*** Begin section ***

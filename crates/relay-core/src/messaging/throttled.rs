//! Outbound flood control shared by replies and broadcasts.
//!
//! A single [`FloodGate`] hands out send slots (global spacing plus per-chat
//! spacing) and carries the platform-wide pause started by a rate-limit
//! answer. Every path that sends through [`ThrottledTransport`] or waits on
//! the gate observes the same pause.

use std::{
    collections::HashMap,
    sync::{Arc, Mutex, MutexGuard},
    time::Duration,
};

use async_trait::async_trait;
use tokio::time::{sleep_until, Instant};
use tokio_util::sync::CancellationToken;

use crate::{
    classify::{classify_send_error, DeliveryError},
    domain::{ConversationId, MessageRef},
    messaging::{
        port::TransportPort,
        types::{OutboundMessage, SendError, TransportCapabilities},
    },
};

/// Per-chat slots kept before stale ones are dropped.
const CHAT_SLOTS_SOFT_LIMIT: usize = 1024;

#[derive(Clone, Copy, Debug, PartialEq, Eq)]
pub struct ThrottleConfig {
    /// Minimum spacing between *any* two sends (global flood control).
    pub global_min_interval: Duration,
    /// Minimum spacing between sends to the same chat.
    pub per_chat_min_interval: Duration,
    /// Pause applied when a rate-limit answer carries no retry-after.
    pub default_pause: Duration,
}

impl Default for ThrottleConfig {
    fn default() -> Self {
        Self {
            global_min_interval: Duration::from_millis(40), // ~25/sec
            per_chat_min_interval: Duration::from_millis(1050), // ~0.95/sec
            default_pause: Duration::from_secs(1),
        }
    }
}

#[derive(Debug)]
struct GateState {
    next_global: Instant,
    next_per_chat: HashMap<ConversationId, Instant>,
    paused_until: Option<Instant>,
}

/// Send slots plus the shared rate-limit pause.
#[derive(Debug)]
pub struct FloodGate {
    cfg: ThrottleConfig,
    state: Mutex<GateState>,
}

impl FloodGate {
    pub fn new(cfg: ThrottleConfig) -> Arc<Self> {
        Arc::new(Self {
            cfg,
            state: Mutex::new(GateState {
                next_global: Instant::now(),
                next_per_chat: HashMap::new(),
                paused_until: None,
            }),
        })
    }

    pub fn config(&self) -> ThrottleConfig {
        self.cfg
    }

    /// Hold every send until `wait` from now. An earlier end never shortens a
    /// pause that is already running.
    pub fn pause_for(&self, wait: Duration) {
        let until = Instant::now() + wait;
        let mut st = self.lock();
        if st.paused_until.map_or(true, |current| current < until) {
            st.paused_until = Some(until);
        }
    }

    /// End of the running pause, if any.
    pub fn paused_until(&self) -> Option<Instant> {
        let st = self.lock();
        st.paused_until.filter(|at| *at > Instant::now())
    }

    /// Wait out any pause. Returns `false` if `stop` fired first.
    pub async fn wait_resume(&self, stop: &CancellationToken) -> bool {
        while let Some(at) = self.paused_until() {
            tokio::select! {
              _ = stop.cancelled() => return false,
              _ = sleep_until(at) => {}
            }
        }
        !stop.is_cancelled()
    }

    /// Book the earliest slot that honours both spacings and the pause.
    fn reserve(&self, chat: ConversationId) -> Instant {
        let now = Instant::now();
        let mut st = self.lock();

        let mut at = now.max(st.next_global);
        if let Some(paused) = st.paused_until {
            at = at.max(paused);
        }
        if let Some(chat_next) = st.next_per_chat.get(&chat) {
            at = at.max(*chat_next);
        }

        st.next_global = at + self.cfg.global_min_interval;
        if st.next_per_chat.len() >= CHAT_SLOTS_SOFT_LIMIT {
            st.next_per_chat.retain(|_, next| *next > now);
        }
        st.next_per_chat
            .insert(chat, at + self.cfg.per_chat_min_interval);
        at
    }

    fn lock(&self) -> MutexGuard<'_, GateState> {
        self.state
            .lock()
            .unwrap_or_else(|poisoned| poisoned.into_inner())
    }
}

/// TransportPort decorator that waits for a [`FloodGate`] slot before every
/// send and starts a gate-wide pause when the platform answers 429.
///
/// Spacing lowers the odds of a 429 but does not rule it out; callers still
/// classify the error they get back.
pub struct ThrottledTransport {
    inner: Arc<dyn TransportPort>,
    gate: Arc<FloodGate>,
}

impl ThrottledTransport {
    pub fn new(inner: Arc<dyn TransportPort>, gate: Arc<FloodGate>) -> Self {
        Self { inner, gate }
    }

    async fn acquire_slot(&self, id: ConversationId) {
        loop {
            let at = self.gate.reserve(id);
            sleep_until(at).await;
            // A pause may have started while this send was queued.
            if self.gate.paused_until().is_none() {
                return;
            }
        }
    }
}

#[async_trait]
impl TransportPort for ThrottledTransport {
    fn capabilities(&self) -> TransportCapabilities {
        self.inner.capabilities()
    }

    async fn send(
        &self,
        conversation_id: ConversationId,
        message: &OutboundMessage,
    ) -> Result<MessageRef, SendError> {
        self.acquire_slot(conversation_id).await;
        let result = self.inner.send(conversation_id, message).await;

        if let Err(err) = &result {
            if let DeliveryError::RateLimited { retry_after } = classify_send_error(err) {
                let wait = retry_after.unwrap_or(self.gate.cfg.default_pause);
                tracing::info!(
                    conversation_id = %conversation_id,
                    wait_ms = wait.as_millis() as u64,
                    "flood limit hit, pausing all sends"
                );
                self.gate.pause_for(wait);
            }
        }
        result
    }

    async fn typing(&self, conversation_id: ConversationId) -> Result<(), SendError> {
        self.inner.typing(conversation_id).await
    }
}

#[cfg(test)]
mod tests {
    use super::*;
    use crate::domain::MessageId;
    use std::collections::VecDeque;

    #[derive(Default)]
    struct RecordingTransport {
        sent_at: Mutex<Vec<(ConversationId, Instant)>>,
        errors: Mutex<VecDeque<SendError>>,
    }

    #[async_trait]
    impl TransportPort for RecordingTransport {
        fn capabilities(&self) -> TransportCapabilities {
            TransportCapabilities {
                supports_markdown: true,
                supports_attachments: false,
                max_message_len: 4096,
            }
        }

        async fn send(
            &self,
            conversation_id: ConversationId,
            _message: &OutboundMessage,
        ) -> Result<MessageRef, SendError> {
            self.sent_at
                .lock()
                .unwrap()
                .push((conversation_id, Instant::now()));
            match self.errors.lock().unwrap().pop_front() {
                Some(err) => Err(err),
                None => Ok(MessageRef {
                    conversation_id,
                    message_id: MessageId(1),
                }),
            }
        }
    }

    fn gate(global_ms: u64, per_chat_ms: u64) -> Arc<FloodGate> {
        FloodGate::new(ThrottleConfig {
            global_min_interval: Duration::from_millis(global_ms),
            per_chat_min_interval: Duration::from_millis(per_chat_ms),
            default_pause: Duration::from_secs(1),
        })
    }

    #[tokio::test(start_paused = true)]
    async fn spaces_sends_globally_and_per_chat() {
        let inner = Arc::new(RecordingTransport::default());
        let throttled = ThrottledTransport::new(inner.clone(), gate(10, 1000));

        let msg = OutboundMessage::plain("hi");
        throttled.send(ConversationId(1), &msg).await.unwrap();
        throttled.send(ConversationId(2), &msg).await.unwrap();
        throttled.send(ConversationId(1), &msg).await.unwrap();

        let sent = inner.sent_at.lock().unwrap().clone();
        assert_eq!(sent.len(), 3);
        assert!(sent[1].1 - sent[0].1 >= Duration::from_millis(10));
        assert!(sent[1].1 - sent[0].1 < Duration::from_millis(1000));
        assert!(sent[2].1 - sent[0].1 >= Duration::from_millis(1000));
    }

    #[tokio::test(start_paused = true)]
    async fn a_rate_limit_answer_pauses_every_chat() {
        let inner = Arc::new(RecordingTransport::default());
        inner
            .errors
            .lock()
            .unwrap()
            .push_back(SendError::new(Some(429), "Too Many Requests: retry after 5"));
        let gate = gate(0, 0);
        let throttled = ThrottledTransport::new(inner.clone(), gate.clone());

        let t0 = Instant::now();
        let msg = OutboundMessage::plain("hi");
        assert!(throttled.send(ConversationId(1), &msg).await.is_err());
        assert!(gate.paused_until().is_some());

        throttled.send(ConversationId(2), &msg).await.unwrap();
        let sent = inner.sent_at.lock().unwrap().clone();
        assert!(sent[1].1 - t0 >= Duration::from_secs(5));
    }

    #[tokio::test(start_paused = true)]
    async fn a_pause_set_elsewhere_holds_queued_sends() {
        let inner = Arc::new(RecordingTransport::default());
        let gate = gate(0, 0);
        let throttled = ThrottledTransport::new(inner.clone(), gate.clone());

        let t0 = Instant::now();
        gate.pause_for(Duration::from_secs(3));
        throttled
            .send(ConversationId(9), &OutboundMessage::plain("x"))
            .await
            .unwrap();

        let sent = inner.sent_at.lock().unwrap().clone();
        assert!(sent[0].1 - t0 >= Duration::from_secs(3));
    }

    #[tokio::test(start_paused = true)]
    async fn wait_resume_stops_on_cancel() {
        let paused = gate(0, 0);
        paused.pause_for(Duration::from_secs(60));
        let stop = CancellationToken::new();
        stop.cancel();
        assert!(!paused.wait_resume(&stop).await);

        let idle = gate(0, 0);
        assert!(idle.wait_resume(&CancellationToken::new()).await);
    }
}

*** End section ***

TASK STATEMENT
Please output the exact lines of the records above, beginning with the first and stopping after the line that holds "pub struct ThrottleConfig", and nothing else.

WRITTEN RESPONSE
filename crates/relay-core/src/messaging/throttled.rs
//! Outbound flood control shared by replies and broadcasts.
//!
//! A single [`FloodGate`] hands out send slots (global spacing plus per-chat
//! spacing) and carries the platform-wide pause started by a rate-limit
//! answer. Every path that sends through [`ThrottledTransport`] or waits on
//! the gate observes the same pause.

use std::{
    collections::HashMap,
    sync::{Arc, Mutex, MutexGuard},
    time::Duration,
};

use async_trait::async_trait;
use tokio::time::{sleep_until, Instant};
use tokio_util::sync::CancellationToken;

use crate::{
    classify::{classify_send_error, DeliveryError},
    domain::{ConversationId, MessageRef},
    messaging::{
        port::TransportPort,
        types::{OutboundMessage, SendError, TransportCapabilities},
    },
};

/// Per-chat slots kept before stale ones are dropped.
const CHAT_SLOTS_SOFT_LIMIT: usize = 1024;

#[derive(Clone, Copy, Debug, PartialEq, Eq)]
pub struct ThrottleConfig {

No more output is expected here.